Run one proposal attempt.
Deterministically verify the result.
Feed structured verification failures back into the next attempt.
Stop on success, human handoff, or budget exhaustion.

Today that surface can be:

a local Claude Code process
a local Codex process
an OpenClaw outbound run
a deterministic fallback planner

This is where the project starts to look beyond the current generation of agent demos.
Reasoning quality will keep changing. Verification and control have to outlive that churn.

Evaluation Spine

Tracing alone is not enough. Evaluation alone is not enough. A control plane needs both.

LangSmith provides a useful reference shape here through its observability concepts, pairwise evaluation, annotation queues, automation rules, and experiment comparison: traces, datasets, evaluators, review, alerts, and comparison loops belong to one operational system. Crawfish does not copy LangSmith's product. It lifts that shape into swarm runtime infrastructure.

The runtime now builds an evaluation spine:

trace -> scorecard -> review queue -> alert -> dataset -> replay -> compare

That spine is attached to real action execution:

task.plan
repo.review
incident.enrich

The point is not to build a hosted dashboard first. The point is to make swarms inspectable and corrigible before the UI arrives.
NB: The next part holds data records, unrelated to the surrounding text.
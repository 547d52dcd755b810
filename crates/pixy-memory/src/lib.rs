//! Persistent memory for a tool-using agent: a date-based note archive,
//! the `memory_search` agent tool, and consolidation of conversation turns
//! into notes through a bounded tool-calling loop.

mod consolidator;
pub mod memory;
mod memory_tool;
mod tools;

pub use consolidator::{
    format_turns, time_range, ConsolidationOutcome, ConsolidatorConfig, ConversationTurn,
    MemoryConsolidator,
};
pub use memory::{
    is_daily_file_name, ArchiveError, ConfigError, LogConfig, MatchStrategy, MatcherSet,
    MemoryArchive, MemoryConfig, PixyMemoryToml, RegexSafetyValidator, SearchHit, SearchQuery,
    SearchResult, UnsafePattern,
};
pub use memory_tool::{create_memory_search_tool, MemorySearchTool, MEMORY_SEARCH_TOOL_NAME};
pub use tools::{
    create_edit_file_tool, create_memory_file_tools, create_read_file_tool,
    create_write_file_tool,
};
//! Provider-agnostic chat-completion types and the tool-call contract.

mod error;
mod provider;
mod types;
mod validation;

pub use error::{PiAiError, PiAiErrorCode};
pub use provider::{ChatProvider, ChatProviderRef, TimeoutProvider};
pub use types::{
    now_millis, AssistantContentBlock, AssistantMessage, Context, Message, StopReason, Tool,
    ToolResultContentBlock,
};
pub use validation::{validate_tool_arguments, validate_tool_call, ToolCall};
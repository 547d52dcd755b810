//! Consolidation of a batch of conversation turns into the memory notes.
//!
//! A consolidation run hands the batch to a chat provider together with the
//! sandboxed `read_file`, `write_file` and `edit_file` tools and lets it edit
//! `MEMORY.md` and today's daily note. The run is bounded by
//! [`ConsolidatorConfig::max_iterations`] completion requests and never
//! returns an error: every ending is reported as a [`ConsolidationOutcome`].

use std::fmt::{Display, Formatter};
use std::path::{Path, PathBuf};
use std::sync::Arc;
use std::time::Duration;

use chrono::{DateTime, NaiveDate, NaiveDateTime};
use pixy_agent_core::{run_tool_loop, AgentMessage, ToolLoopConfig, ToolLoopOutcome};
use pixy_ai::{ChatProviderRef, TimeoutProvider};
use serde::{Deserialize, Serialize};
use tracing::{error, info};

use crate::memory::{MemoryArchive, MemoryConfig, MEMORY_DIR_NAME};
use crate::tools::create_memory_file_tools;

const SYSTEM_PROMPT: &str = "You are a memory consolidation agent. Process the conversation \
history you are given and keep the memory files up to date. Use the read_file, write_file \
and edit_file tools to inspect and change them.";

const NAIVE_TIMESTAMP_FORMATS: &[&str] = &[
    "%Y-%m-%dT%H:%M:%S%.f",
    "%Y-%m-%d %H:%M:%S%.f",
    "%Y-%m-%dT%H:%M:%S",
    "%Y-%m-%d %H:%M:%S",
    "%Y-%m-%dT%H:%M",
    "%Y-%m-%d %H:%M",
];

/// One turn of the conversation being consolidated.
#[derive(Debug, Clone, PartialEq, Eq, Serialize, Deserialize)]
pub struct ConversationTurn {
    #[serde(default = "unknown_role")]
    pub role: String,
    #[serde(default)]
    pub content: String,
    /// ISO 8601 / RFC 3339 time the turn happened, when known.
    #[serde(default, skip_serializing_if = "Option::is_none")]
    pub timestamp: Option<String>,
}

fn unknown_role() -> String {
    "unknown".to_string()
}

impl ConversationTurn {
    pub fn new(role: impl Into<String>, content: impl Into<String>) -> Self {
        Self {
            role: role.into(),
            content: content.into(),
            timestamp: None,
        }
    }

    pub fn with_timestamp(mut self, timestamp: impl Into<String>) -> Self {
        self.timestamp = Some(timestamp.into());
        self
    }

    fn parsed_timestamp(&self) -> Option<NaiveDateTime> {
        self.timestamp.as_deref().and_then(parse_timestamp)
    }
}

/// How a consolidation run ended.
#[derive(Debug, Clone, PartialEq, Eq)]
pub enum ConsolidationOutcome {
    /// The batch was empty; the provider was not contacted.
    NothingToDo,
    /// The provider finished without requesting more tools.
    Completed { provider_requests: usize },
    /// Every allowed request still asked for tools.
    Exhausted { provider_requests: usize },
    /// A provider request failed.
    Failed {
        reason: String,
        provider_requests: usize,
    },
}

impl ConsolidationOutcome {
    pub fn provider_requests(&self) -> usize {
        match self {
            Self::NothingToDo => 0,
            Self::Completed { provider_requests }
            | Self::Exhausted { provider_requests }
            | Self::Failed {
                provider_requests, ..
            } => *provider_requests,
        }
    }

    pub fn is_failure(&self) -> bool {
        matches!(self, Self::Failed { .. })
    }
}

impl Display for ConsolidationOutcome {
    fn fmt(&self, f: &mut Formatter<'_>) -> std::fmt::Result {
        match self {
            Self::NothingToDo => f.write_str("No messages to consolidate"),
            Self::Completed { .. } => f.write_str("Memory consolidation completed"),
            Self::Exhausted { .. } => {
                f.write_str("Memory consolidation completed (max iterations reached)")
            }
            Self::Failed { reason, .. } => write!(f, "Memory consolidation failed: {reason}"),
        }
    }
}

#[derive(Debug, Clone, PartialEq, Eq)]
pub struct ConsolidatorConfig {
    pub max_iterations: usize,
    /// Deadline for each completion request. There is no deadline for the
    /// run as a whole.
    pub request_timeout: Option<Duration>,
}

impl Default for ConsolidatorConfig {
    fn default() -> Self {
        Self {
            max_iterations: ToolLoopConfig::default().max_iterations,
            request_timeout: None,
        }
    }
}

impl From<&MemoryConfig> for ConsolidatorConfig {
    fn from(config: &MemoryConfig) -> Self {
        Self {
            max_iterations: config.consolidation_max_iterations,
            request_timeout: config.request_timeout(),
        }
    }
}

/// Drives a provider through a bounded tool loop to fold conversation turns
/// into the workspace's memory notes.
pub struct MemoryConsolidator {
    provider: ChatProviderRef,
    workspace: PathBuf,
    archive: MemoryArchive,
    config: ConsolidatorConfig,
}

impl MemoryConsolidator {
    pub fn new(provider: ChatProviderRef, workspace: impl Into<PathBuf>) -> Self {
        let workspace = workspace.into();
        Self {
            provider,
            archive: MemoryArchive::new(workspace.join(MEMORY_DIR_NAME)),
            workspace,
            config: ConsolidatorConfig::default(),
        }
    }

    pub fn from_memory_config(provider: ChatProviderRef, config: &MemoryConfig) -> Self {
        Self::new(provider, config.workspace.clone()).with_config(ConsolidatorConfig::from(config))
    }

    pub fn with_config(mut self, config: ConsolidatorConfig) -> Self {
        self.config = config;
        self
    }

    pub fn workspace(&self) -> &Path {
        &self.workspace
    }

    pub fn config(&self) -> &ConsolidatorConfig {
        &self.config
    }

    /// Consolidate `batch` and describe the result as text.
    pub async fn consolidate(&self, batch: &[ConversationTurn]) -> String {
        self.consolidate_outcome(batch).await.to_string()
    }

    pub async fn consolidate_outcome(&self, batch: &[ConversationTurn]) -> ConsolidationOutcome {
        self.consolidate_at(batch, MemoryArchive::today()).await
    }

    /// Consolidate `batch` as if the current local date were `today`.
    pub async fn consolidate_at(
        &self,
        batch: &[ConversationTurn],
        today: NaiveDate,
    ) -> ConsolidationOutcome {
        if batch.is_empty() {
            return ConsolidationOutcome::NothingToDo;
        }

        info!(
            turns = batch.len(),
            max_iterations = self.config.max_iterations,
            "starting memory consolidation"
        );
        let task = self.build_task_description(batch, today);
        let tools = create_memory_file_tools(&self.workspace);
        let provider = self.provider();
        let loop_config = ToolLoopConfig {
            max_iterations: self.config.max_iterations,
        };

        let run = run_tool_loop(
            provider.as_ref(),
            SYSTEM_PROMPT,
            vec![AgentMessage::user(task)],
            &tools,
            &loop_config,
        )
        .await;

        match run {
            Ok(run) => {
                let provider_requests = run.metrics.provider_request_count;
                match run.outcome {
                    ToolLoopOutcome::Completed { .. } => {
                        info!(
                            provider_requests,
                            tool_executions = run.metrics.tool_execution_count,
                            tool_errors = run.metrics.tool_error_count,
                            "memory consolidation completed"
                        );
                        ConsolidationOutcome::Completed { provider_requests }
                    }
                    ToolLoopOutcome::Exhausted => {
                        ConsolidationOutcome::Exhausted { provider_requests }
                    }
                }
            }
            Err(failure) => {
                error!(
                    error_code = ?failure.error.code,
                    error = failure.error.message.as_str(),
                    provider_requests = failure.metrics.provider_request_count,
                    "memory consolidation failed"
                );
                ConsolidationOutcome::Failed {
                    reason: failure.error.message,
                    provider_requests: failure.metrics.provider_request_count,
                }
            }
        }
    }

    fn provider(&self) -> ChatProviderRef {
        match self.config.request_timeout {
            Some(timeout) => Arc::new(TimeoutProvider::wrap(self.provider.clone(), timeout)),
            None => self.provider.clone(),
        }
    }

    /// The user task sent as the first turn of a consolidation run.
    pub fn build_task_description(&self, batch: &[ConversationTurn], today: NaiveDate) -> String {
        let today = today.format("%Y-%m-%d").to_string();
        let memory_file = self.archive.long_term_path();
        let memory_file = memory_file.display();
        let daily_file = self.archive.memory_dir().join(format!("{today}.md"));
        let daily_file = daily_file.display();
        let time_range = time_range(batch);
        let conversation = format_turns(batch);

        format!(
            "Process the batch of conversation turns below and update the memory files.

## Task Overview

1. Extract long-term information (user preferences, facts, project context, relationships) and record it in MEMORY.md under the appropriate sections
2. Summarize the conversation into event entries appended to today's daily note ({today}.md)

## Files to Update

- Long-term memory: {memory_file}
- Daily memory: {daily_file}

## Conversation Batch

Time Range: {time_range}

{conversation}

## Instructions

1. Read the current memory files:
   - Use read_file on {memory_file}
   - Try read_file on {daily_file} (it may not exist yet)

2. Extract long-term information:
   - Look for new user preferences, facts, project context or relationships
   - Use edit_file to add them to {memory_file} under the matching section headers
   - Only change MEMORY.md when there is genuinely new long-term information

3. Summarize conversation events:
   - Split the conversation into distinct events or topics
   - Keep each summary short but complete enough for later retrieval
   - Format each event as: `- [HH:MM-HH:MM] Event description`
   - If {daily_file} does not exist, create it with write_file, starting with the header `# {today}` followed by the entries
   - If it exists, use edit_file to append the new entries at the end

4. Keep daily notes in chronological order.

Execute these steps now."
        )
    }
}

/// Turns rendered one per line: `[HH:MM] ROLE: content` when the turn has
/// a parseable timestamp, `N. ROLE: content` otherwise.
pub fn format_turns(batch: &[ConversationTurn]) -> String {
    batch
        .iter()
        .enumerate()
        .map(|(index, turn)| {
            let role = turn.role.to_uppercase();
            match turn.parsed_timestamp() {
                Some(at) => format!("[{}] {role}: {}", at.format("%H:%M"), turn.content),
                None => format!("{}. {role}: {}", index + 1, turn.content),
            }
        })
        .collect::<Vec<_>>()
        .join("\n")
}

/// `HH:MM-HH:MM` spanning the earliest and latest parseable timestamps, or
/// `Unknown time`.
pub fn time_range(batch: &[ConversationTurn]) -> String {
    let timestamps = batch
        .iter()
        .filter_map(ConversationTurn::parsed_timestamp)
        .collect::<Vec<_>>();
    match (timestamps.iter().min(), timestamps.iter().max()) {
        (Some(start), Some(end)) => {
            format!("{}-{}", start.format("%H:%M"), end.format("%H:%M"))
        }
        _ => "Unknown time".to_string(),
    }
}

/// Wall-clock time of an RFC 3339 or naive ISO 8601 timestamp. Offsets are
/// kept as written rather than converted.
fn parse_timestamp(raw: &str) -> Option<NaiveDateTime> {
    let raw = raw.trim();
    if raw.is_empty() {
        return None;
    }
    if let Ok(parsed) = DateTime::parse_from_rfc3339(raw) {
        return Some(parsed.naive_local());
    }
    NAIVE_TIMESTAMP_FORMATS
        .iter()
        .find_map(|format| NaiveDateTime::parse_from_str(raw, format).ok())
        .or_else(|| {
            NaiveDate::parse_from_str(raw, "%Y-%m-%d")
                .ok()
                .and_then(|date| date.and_hms_opt(0, 0, 0))
        })
}
use std::fs;
use std::path::PathBuf;

use regex::Regex;
use tracing::warn;

use super::regex_safety::{compile_case_insensitive, RegexSafetyValidator};

/// Keywords and/or regex patterns to look for in daily notes.
#[derive(Debug, Clone, PartialEq, Eq)]
pub struct SearchQuery {
    /// Literal terms, matched whole-word and case-insensitively.
    pub keywords: Vec<String>,
    /// Regex patterns, screened by [`RegexSafetyValidator`] and matched
    /// case-insensitively.
    pub regex_patterns: Vec<String>,
    pub max_results: usize,
}

impl SearchQuery {
    /// Build a query; blank terms are discarded.
    pub fn new<K, P>(keywords: K, regex_patterns: P, max_results: usize) -> Self
    where
        K: IntoIterator,
        K::Item: Into<String>,
        P: IntoIterator,
        P::Item: Into<String>,
    {
        Self {
            keywords: non_blank(keywords),
            regex_patterns: non_blank(regex_patterns),
            max_results,
        }
    }

    pub fn keywords<K>(keywords: K, max_results: usize) -> Self
    where
        K: IntoIterator,
        K::Item: Into<String>,
    {
        Self::new(keywords, Vec::<String>::new(), max_results)
    }

    pub fn is_empty(&self) -> bool {
        self.keywords.is_empty() && self.regex_patterns.is_empty()
    }

    /// Human-readable list of the searched terms: the keywords when any were
    /// given, otherwise the patterns.
    pub fn describe_terms(&self) -> String {
        if self.keywords.is_empty() {
            self.regex_patterns.join(", ")
        } else {
            self.keywords.join(", ")
        }
    }
}

fn non_blank<I>(items: I) -> Vec<String>
where
    I: IntoIterator,
    I::Item: Into<String>,
{
    items
        .into_iter()
        .map(Into::into)
        .filter(|item: &String| !item.trim().is_empty())
        .collect()
}

/// How a single search term is matched against a line.
#[derive(Debug, Clone, PartialEq, Eq)]
pub enum MatchStrategy {
    /// Escaped literal anchored on word boundaries.
    Keyword(String),
    /// Caller-supplied regex that passed the safety screen.
    Pattern(String),
}

#[derive(Debug, Clone)]
struct LineMatcher {
    strategy: MatchStrategy,
    regex: Regex,
}

/// Compiled matchers in registration order: keywords first, then patterns.
#[derive(Debug, Clone, Default)]
pub struct MatcherSet {
    matchers: Vec<LineMatcher>,
}

impl MatcherSet {
    /// Compile every usable term of `query`. Unsafe or invalid patterns are
    /// dropped without failing the query.
    pub fn compile(query: &SearchQuery, validator: &RegexSafetyValidator) -> Self {
        let mut matchers = Vec::with_capacity(query.keywords.len() + query.regex_patterns.len());

        for keyword in &query.keywords {
            let source = format!(r"\b{}\b", regex::escape(keyword));
            match compile_case_insensitive(&source) {
                Ok(regex) => matchers.push(LineMatcher {
                    strategy: MatchStrategy::Keyword(keyword.clone()),
                    regex,
                }),
                Err(error) => {
                    warn!(keyword = keyword.as_str(), error = %error, "dropping keyword");
                }
            }
        }

        for pattern in &query.regex_patterns {
            if let Some(regex) = validator.compile(pattern) {
                matchers.push(LineMatcher {
                    strategy: MatchStrategy::Pattern(pattern.clone()),
                    regex,
                });
            }
        }

        Self { matchers }
    }

    pub fn is_empty(&self) -> bool {
        self.matchers.is_empty()
    }

    pub fn len(&self) -> usize {
        self.matchers.len()
    }

    pub fn strategies(&self) -> impl Iterator<Item = &MatchStrategy> {
        self.matchers.iter().map(|matcher| &matcher.strategy)
    }

    /// The first matcher, in registration order, that hits `line`.
    pub fn first_match(&self, line: &str) -> Option<&MatchStrategy> {
        self.matchers
            .iter()
            .find(|matcher| matcher.regex.is_match(line))
            .map(|matcher| &matcher.strategy)
    }
}

/// One matched line.
#[derive(Debug, Clone, PartialEq, Eq)]
pub struct SearchHit {
    /// File name of the daily note, e.g. `2024-03-01.md`.
    pub file_name: String,
    /// Matched line without trailing whitespace.
    pub line: String,
}

/// Matches in newest-file-first, top-to-bottom order, capped at the
/// requested maximum.
#[derive(Debug, Clone, Default, PartialEq, Eq)]
pub struct SearchResult {
    pub hits: Vec<SearchHit>,
    /// Daily files that were eligible for the search.
    pub files_available: usize,
    /// Set when the memory directory exists but could not be listed.
    pub listing_error: Option<String>,
}

impl SearchResult {
    pub fn is_empty(&self) -> bool {
        self.hits.is_empty()
    }

    pub fn len(&self) -> usize {
        self.hits.len()
    }
}

/// Scan `files` in order and collect matching lines until `max_results`
/// is reached. Unreadable files are skipped.
pub fn scan_files(files: &[PathBuf], matchers: &MatcherSet, max_results: usize) -> Vec<SearchHit> {
    let mut hits = Vec::new();
    if matchers.is_empty() || max_results == 0 {
        return hits;
    }

    for path in files {
        let bytes = match fs::read(path) {
            Ok(bytes) => bytes,
            Err(error) => {
                warn!(path = %path.display(), error = %error, "skipping unreadable memory file");
                continue;
            }
        };
        let file_name = path
            .file_name()
            .map(|name| name.to_string_lossy().into_owned())
            .unwrap_or_default();
        let content = String::from_utf8_lossy(&bytes);

        for line in content.lines() {
            if matchers.first_match(line).is_none() {
                continue;
            }
            hits.push(SearchHit {
                file_name: file_name.clone(),
                line: line.trim_end().to_string(),
            });
            if hits.len() >= max_results {
                return hits;
            }
        }
    }

    hits
}

#[cfg(test)]
mod tests {
    use super::*;

    #[test]
    fn query_drops_blank_terms_and_describes_keywords_first() {
        let query = SearchQuery::new(vec!["tea", "  "], vec!["(cof|tea)"], 5);
        assert_eq!(query.keywords, vec!["tea"]);
        assert_eq!(query.describe_terms(), "tea");

        let query = SearchQuery::new(Vec::<String>::new(), vec!["a.b", "c+d"], 5);
        assert_eq!(query.describe_terms(), "a.b, c+d");

        assert!(SearchQuery::new(vec![""], vec![" "], 5).is_empty());
    }

    #[test]
    fn matcher_set_registers_keywords_before_patterns_and_drops_unsafe() {
        let query = SearchQuery::new(vec!["c++"], vec!["(a+)+", "vol+ey", "[unclosed"], 10);
        let matchers = MatcherSet::compile(&query, &RegexSafetyValidator::new());

        let strategies = matchers.strategies().cloned().collect::<Vec<_>>();
        assert_eq!(
            strategies,
            vec![
                MatchStrategy::Keyword("c++".to_string()),
                MatchStrategy::Pattern("vol+ey".to_string()),
            ]
        );
    }

    #[test]
    fn keywords_match_whole_words_case_insensitively() {
        let query = SearchQuery::keywords(vec!["Rust"], 10);
        let matchers = MatcherSet::compile(&query, &RegexSafetyValidator::new());

        assert!(matchers.first_match("learning RUST today").is_some());
        assert!(matchers.first_match("rust.").is_some());
        assert!(matchers.first_match("trusty tools").is_none());
        assert!(matchers.first_match("rusty").is_none());
    }

    #[test]
    fn keyword_special_characters_are_literal() {
        let query = SearchQuery::keywords(vec!["v1.2"], 10);
        let matchers = MatcherSet::compile(&query, &RegexSafetyValidator::new());

        assert!(matchers.first_match("shipped v1.2 today").is_some());
        assert!(matchers.first_match("shipped v1x2 today").is_none());
    }

    #[test]
    fn scan_skips_unreadable_files_and_keeps_going() {
        let dir = tempfile::tempdir().expect("tempdir");
        let missing = dir.path().join("2024-01-03.md");
        let newer = dir.path().join("2024-01-02.md");
        let older = dir.path().join("2024-01-01.md");
        fs::write(&newer, "- tea with Ann\n- lunch\n").expect("write note");
        fs::write(&older, "- more tea\n").expect("write note");

        let matchers = MatcherSet::compile(
            &SearchQuery::keywords(vec!["tea"], 10),
            &RegexSafetyValidator::new(),
        );
        let hits = scan_files(&[missing, newer, older], &matchers, 10);

        assert_eq!(
            hits,
            vec![
                SearchHit {
                    file_name: "2024-01-02.md".to_string(),
                    line: "- tea with Ann".to_string(),
                },
                SearchHit {
                    file_name: "2024-01-01.md".to_string(),
                    line: "- more tea".to_string(),
                },
            ]
        );
    }
}
// SPDX-License-Identifier: MIT

//! Collaborators consumed by the query core: values, nodes, types, the data
//! model, storage snapshots and the permission gate.

pub mod error;
pub mod memory;
pub mod model;
pub mod node;
pub mod perms;
pub mod snapshot;
pub mod types;
pub mod value;

pub use error::{ErrorKind, Result, StormError};
pub use memory::{GraphFixture, MemorySnapshot};
pub use model::{DataModel, Form, ModelDef, Prop, PropRef};
pub use node::{Buid, Ival, Ndef, Node, NodeStream};
pub use perms::{AllowAll, PermGate, PermRules};
pub use snapshot::Snapshot;
pub use types::{Cmpr, CmprCtor, NormInfo, StormType, TypeKind};
pub use value::{Callable, Derefable, NodeSource, Value};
Observability is the rear-view mirror. Evaluation is the learning loop.

In Crawfish:

TraceBundle captures inputs, executor lineage, artifacts, events, external refs, and verification outputs
EvaluationRecord turns deterministic checks into durable quality evidence
ReviewQueueItem escalates work that should not quietly auto-complete
FeedbackNote lets operator judgment flow back into future iterations without rewriting history
AlertRule turns governance or evaluation failures into visible operator signals
DatasetCase freezes completed actions into replayable evaluation datasets with doctrine and jurisdiction metadata
ExperimentRun replays those cases against one executor surface so the swarm can learn without polluting production review queues

For remote-agent work, that spine now treats the returned result as a governance event:

task_plan_remote_default scores remote outcome disposition, delegation receipt evidence, remote task lineage, and treaty-violation absence
federation metadata now carries through trace, review, alert, dataset, and replay paths so remote escalation stays visible after execution
A2A outcomes that come back as review_required or rejected are visible in the same trace, review, and alert substrate as local failures
remote-agent quality is therefore judged on both proposal quality and treaty evidence quality

Pairwise Review

Single-run evaluation tells you whether one executor met the bar. Pairwise review tells you whether one route is actually better than another.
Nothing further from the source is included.